I remember when this picture was made.
I was 29 and Ethan was near his first birthday. It was the first time he'd fed me, seemingly recognizing for the first time that I ate. It was a special enough moment that I asked his dad to take our picture, something I never did. I have virtually no pictures of me and my children because I was always behind the lens.
I remember how special that moment was and it came back to me in a rush recently when E3, now about the same age, insisted on feeding me some of her lunch. The feel of baby fingers pushing bits of food into my mouth and the delighted grin on her face were both familiar and pulled at my heartstrings.
But although that image feels real down to the weight of my baby's warm bare legs on my lap and the way the air felt in the drafty old farmhouse and my favorite cotton sweater, I struggle to remember my children's childhood. Except for rare moments, it seems a distant blur usurped by more recent ones of different children -- the three little girls who consume my days. There are too few photographs like this where I can remember the details because I was actually part of it.
Some of it is relative. Just as time seems to fly by as each day becomes a smaller fraction of the sum total of our lives, I think the time that I want to remember became a smaller portion of their lives as well. While I want to remember bathing and dressing small children and the heft of their little bodies and the way they smelled, those memories are mixed in with all the other memories and buried under the years.
With Ethan gone and no more memories to add, I want to recover more and hold onto them, and being unable to recall the exact moments I want breaks my heart. Looking at old pictures, much of the time I cannot remember the why or sometimes even the where. Instead, it's the snapshots I didn't take: the first time the nurse brought him to me after his difficult delivery and said I should nurse him and I was shaking so bad and in so much pain from surgery that when I tried to hold him I couldn't; the first day of school when the bus didn't stop at our new home because when they told the bus driver to get Ethan she didn't realize a new Ethan had moved into the house and she knew the previous Ethan had left; Ethan's motto which he failed to follow "Make good choices," adopted from DARE classes in elementary school; standing in the ER with a sweaty middle schooler who had just broken his leg using his skateboard as a luge, and who would have to wait six weeks for the shower he desperately needed; taking an afternoon off from work to ride around with him and his broken heart and wishing I could do more for the 16-year-old who was turning into someone I didn't know but still needed me when his world fell apart.
Even those memories are buried beneath the roller coaster of loving a child with an addiction, who would sometimes talk about the things he wanted to do with his life and for me, and sometimes curse me and the day he was born; alternately smother me in a hug that warmed my soul and hang up the phone when I was unable to provide whatever he sought, whether it was money or an endorsement of his point of view; the funny boy who mimicked his grandfather and the people around him and the scary young man who appeared on the edge of hurting anyone in his path.

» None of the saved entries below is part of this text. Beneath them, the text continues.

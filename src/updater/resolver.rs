//! Archive resolution: which upstream version to install and where to download it.

use crate::constants::{GITHUB_MAX_PER_PAGE, SHORT_SHA_LEN};
use crate::core::{SyncError, TrackedItem};
use crate::github::{SourceError, SourceProvider};
use regex::Regex;
use std::sync::{Arc, LazyLock};
use tracing::{debug, warn};

static COMMIT_SHA: LazyLock<Regex> =
    LazyLock::new(|| Regex::new(r"^[0-9a-fA-F]{7,40}$").expect("sha regex is valid"));

/// An explicitly requested version.
#[derive(Debug, Clone, PartialEq, Eq)]
pub enum VersionRef {
    /// 7 to 40 hex characters.
    Commit(String),
    /// Anything else.
    Tag(String),
}

impl VersionRef {
    #[must_use]
    pub fn classify(version: &str) -> Self {
        let version = version.trim();
        if COMMIT_SHA.is_match(version) {
            VersionRef::Commit(version.to_string())
        } else {
            VersionRef::Tag(version.to_string())
        }
    }
}

/// A resolved upstream version.
#[derive(Debug, Clone, PartialEq, Eq)]
pub struct VersionCandidate {
    /// Value compared against and stored in `last_known_version`:
    /// full commit SHA in branch mode, tag name in releases mode.
    pub identifier: String,
    /// Archive to download.
    pub download_url: String,
    /// Short form for messages (7-char SHA or the tag).
    pub display: String,
}

/// First [`SHORT_SHA_LEN`] characters of a SHA.
#[must_use]
pub fn short_sha(sha: &str) -> &str {
    sha.get(..SHORT_SHA_LEN).unwrap_or(sha)
}

pub struct ArchiveResolver {
    source: Arc<dyn SourceProvider>,
}

impl ArchiveResolver {
    pub fn new(source: Arc<dyn SourceProvider>) -> Self {
        Self { source }
    }

    /// Resolve the latest upstream version, or `explicit` when given.
    pub async fn resolve(
        &self,
        item: &TrackedItem,
        explicit: Option<&str>,
    ) -> Result<VersionCandidate, SyncError> {
        match explicit.map(str::trim).filter(|v| !v.is_empty()) {
            Some(version) => self.resolve_explicit(item, VersionRef::classify(version)).await,
            None if item.use_releases => self.resolve_latest_release(item).await,
            None => self.resolve_branch_head(item).await,
        }
    }

    async fn resolve_latest_release(&self, item: &TrackedItem) -> Result<VersionCandidate, SyncError> {
        let release = self
            .source
            .latest_release(&item.repo)
            .await
            .map_err(|e| resolution_error(item, "no releases found", e))?;

        let download_url = release
            .zipball_url
            .filter(|url| !url.is_empty())
            .unwrap_or_else(|| self.source.archive_url(&item.repo, &release.tag_name));
        debug!(repo = %item.repo, tag = %release.tag_name, "Resolved latest release");

        Ok(VersionCandidate {
            display: release.tag_name.clone(),
            identifier: release.tag_name,
            download_url,
        })
    }

    async fn resolve_branch_head(&self, item: &TrackedItem) -> Result<VersionCandidate, SyncError> {
        let commit = self
            .source
            .latest_commit(&item.repo, &item.branch)
            .await
            .map_err(|e| resolution_error(item, &format!("no commits on branch '{}'", item.branch), e))?;

        if commit.sha.is_empty() {
            return Err(SyncError::NoVersionAvailable {
                repo: item.repo.to_string(),
                reason: format!("branch '{}' has no head commit", item.branch),
            });
        }
        debug!(repo = %item.repo, branch = %item.branch, sha = %commit.sha, "Resolved branch head");

        Ok(VersionCandidate {
            display: short_sha(&commit.sha).to_string(),
            download_url: self.source.archive_url(&item.repo, &item.branch),
            identifier: commit.sha,
        })
    }

    async fn resolve_explicit(
        &self,
        item: &TrackedItem,
        version: VersionRef,
    ) -> Result<VersionCandidate, SyncError> {
        match version {
            VersionRef::Commit(sha) => Ok(VersionCandidate {
                display: short_sha(&sha).to_string(),
                download_url: self.source.archive_url(&item.repo, &sha),
                identifier: sha,
            }),
            VersionRef::Tag(tag) => {
                let release_url = match self.source.releases(&item.repo, GITHUB_MAX_PER_PAGE).await {
                    Ok(releases) => releases
                        .into_iter()
                        .find(|r| r.tag_name == tag)
                        .and_then(|r| r.zipball_url)
                        .filter(|url| !url.is_empty()),
                    Err(e) => {
                        warn!(repo = %item.repo, tag = %tag, error = %e, "Could not list releases, using tag archive");
                        None
                    }
                };

                let download_url = release_url.unwrap_or_else(|| {
                    debug!(repo = %item.repo, tag = %tag, "No release for tag, using tag archive");
                    self.source.archive_url(&item.repo, &tag)
                });

                Ok(VersionCandidate {
                    display: tag.clone(),
                    identifier: tag,
                    download_url,
                })
            }
        }
    }
}

fn resolution_error(item: &TrackedItem, reason: &str, error: SourceError) -> SyncError {
    match error {
        SourceError::NotFound { .. } => SyncError::NoVersionAvailable {
            repo: item.repo.to_string(),
            reason: reason.to_string(),
        },
        source => SyncError::Remote {
            repo: item.repo.to_string(),
            source,
        },
    }
}

#[cfg(test)]
mod tests {
    use super::*;
    use crate::github::{Commit, Release};
    use crate::test_utils::{FakeSource, tracked_item};

    const SHA: &str = "9f8e7d6c5b4a39281706f5e4d3c2b1a098765432";

    #[test]
    fn test_classify() {
        assert_eq!(VersionRef::classify(SHA), VersionRef::Commit(SHA.to_string()));
        assert_eq!(VersionRef::classify("a1b2c3d"), VersionRef::Commit("a1b2c3d".to_string()));
        assert_eq!(VersionRef::classify("v2.3.1"), VersionRef::Tag("v2.3.1".to_string()));
        assert_eq!(VersionRef::classify("abc123"), VersionRef::Tag("abc123".to_string()));
        assert_eq!(VersionRef::classify("1234567"), VersionRef::Commit("1234567".to_string()));
        let too_long = format!("{SHA}0");
        assert_eq!(VersionRef::classify(&too_long), VersionRef::Tag(too_long.clone()));
    }

    #[tokio::test]
    async fn test_branch_head() {
        let source = Arc::new(FakeSource::new());
        source.push_commit(Commit::new(SHA, "Fix widget"));
        let resolver = ArchiveResolver::new(source.clone());

        let candidate = resolver.resolve(&tracked_item(1, false), None).await.unwrap();
        assert_eq!(candidate.identifier, SHA);
        assert_eq!(candidate.display, "9f8e7d6");
        assert_eq!(candidate.download_url, "fake://acme/widget/main");
    }

    #[tokio::test]
    async fn test_latest_release() {
        let source = Arc::new(FakeSource::new());
        source.push_release(Release::new("v1.0.0"));
        source.push_release(Release::new("v1.1.0"));
        let resolver = ArchiveResolver::new(source);

        let candidate = resolver.resolve(&tracked_item(1, true), None).await.unwrap();
        assert_eq!(candidate.identifier, "v1.1.0");
        assert_eq!(candidate.download_url, "fake://acme/widget/release/v1.1.0");
    }

    #[tokio::test]
    async fn test_no_releases_is_no_version() {
        let resolver = ArchiveResolver::new(Arc::new(FakeSource::new()));
        let err = resolver.resolve(&tracked_item(1, true), None).await.unwrap_err();
        assert!(matches!(err, SyncError::NoVersionAvailable { .. }));
    }

    #[tokio::test]
    async fn test_api_failure_is_remote() {
        let source = Arc::new(FakeSource::new());
        source.fail_metadata(SourceError::Api {
            status: 500,
            message: "boom".into(),
        });
        let err = ArchiveResolver::new(source)
            .resolve(&tracked_item(1, false), None)
            .await
            .unwrap_err();
        assert!(matches!(err, SyncError::Remote { .. }));
    }

    #[tokio::test]
    async fn test_explicit_tag_searches_releases_then_falls_back() {
        let source = Arc::new(FakeSource::new());
        source.push_release(Release::new("v2.3.1"));
        let resolver = ArchiveResolver::new(source);
        let item = tracked_item(1, false);

        let found = resolver.resolve(&item, Some("v2.3.1")).await.unwrap();
        assert_eq!(found.download_url, "fake://acme/widget/release/v2.3.1");

        let missing = resolver.resolve(&item, Some("v9.9.9")).await.unwrap();
        assert_eq!(missing.identifier, "v9.9.9");
        assert_eq!(missing.download_url, "fake://acme/widget/v9.9.9");
    }

    #[tokio::test]
    async fn test_explicit_commit_skips_release_lookup() {
        let source = Arc::new(FakeSource::new());
        source.fail_metadata(SourceError::Transport("offline".into()));
        let candidate = ArchiveResolver::new(source)
            .resolve(&tracked_item(1, true), Some(SHA))
            .await
            .unwrap();
        assert_eq!(candidate.identifier, SHA);
        assert_eq!(candidate.download_url, format!("fake://acme/widget/{SHA}"));
    }
}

Beyond all the pain of losing a child, which is like having a limb violently severed and being left with the phantom pain of hurting for something no longer there, I'm sure most of us lose track of what we want to hold onto about being parents.
The fact is that like most parents I failed to appreciate the everyday miracle of raising a child. Instead of moments to savor, it's something to survive, teetering between joy and exhaustion. Caring for our children and watching them grow is all mixed up with trying to make a living, advance a career, work out the give and take of a relationship and do the chores to keep our homes going. First steps and silly giggles compete with overdue bills and demanding bosses for our attention. We're often still growing and changing ourselves and discovering who we really are may keep us from enjoying every discovery our children make.
It's why grandparenting, even without having lost a child, is so much more intense than parenting. It's not about loving these new little people more, it's about having the time to appreciate them, seeing memories of other now grown children and the growing awareness of our own mortality. We're suddenly aware that every first we're experiencing all over again with them, may well be our last first.
Our children may see this kinder, gentler, more patient and generous person and wrongly accuse us of loving a grandchild more than we did them. In fact, it's a chance to love them even more. Baby talk and dimpled legs become at times not just your child's baby, but yours all over again with a deeper appreciation for each moment. We repeatedly realize how much we've forgotten of what is so precious to us, no matter how many photographs and home movies we make to save the moment, and we try to soak it all in like a dried sponge tossed suddenly into a bucket of water.
The photos, I realize, aren't really for us at all because the real memories are stored in our hearts and souls. They're for the little people, and their future little people, so they can see themselves from the outside when all they remember is how it felt to live the moment, so their children can look at Mommy at 4 and marvel about her hair and the fact that she was little.
My daughter has lots of pictures of her babies feeding her. I know because I've been the photographer at each first birthday party when they've smeared cake on her face and laughed with delight at the fun of mashing food. But I realize now that I need to hand someone else the camera more often.
I realize, looking at that old photograph again, that they are for the survivors of life, no matter who they wind up being. They help conjure the vague memory of the moment and reconstruct it into something you can hold in your hands and savor. When my granddaughters are looking for the pictures of their memories, I want to be in the picture. I don't care how I look any more when the moment happens. Whatever the future holds, I want them to have more than just their memories to remember it all.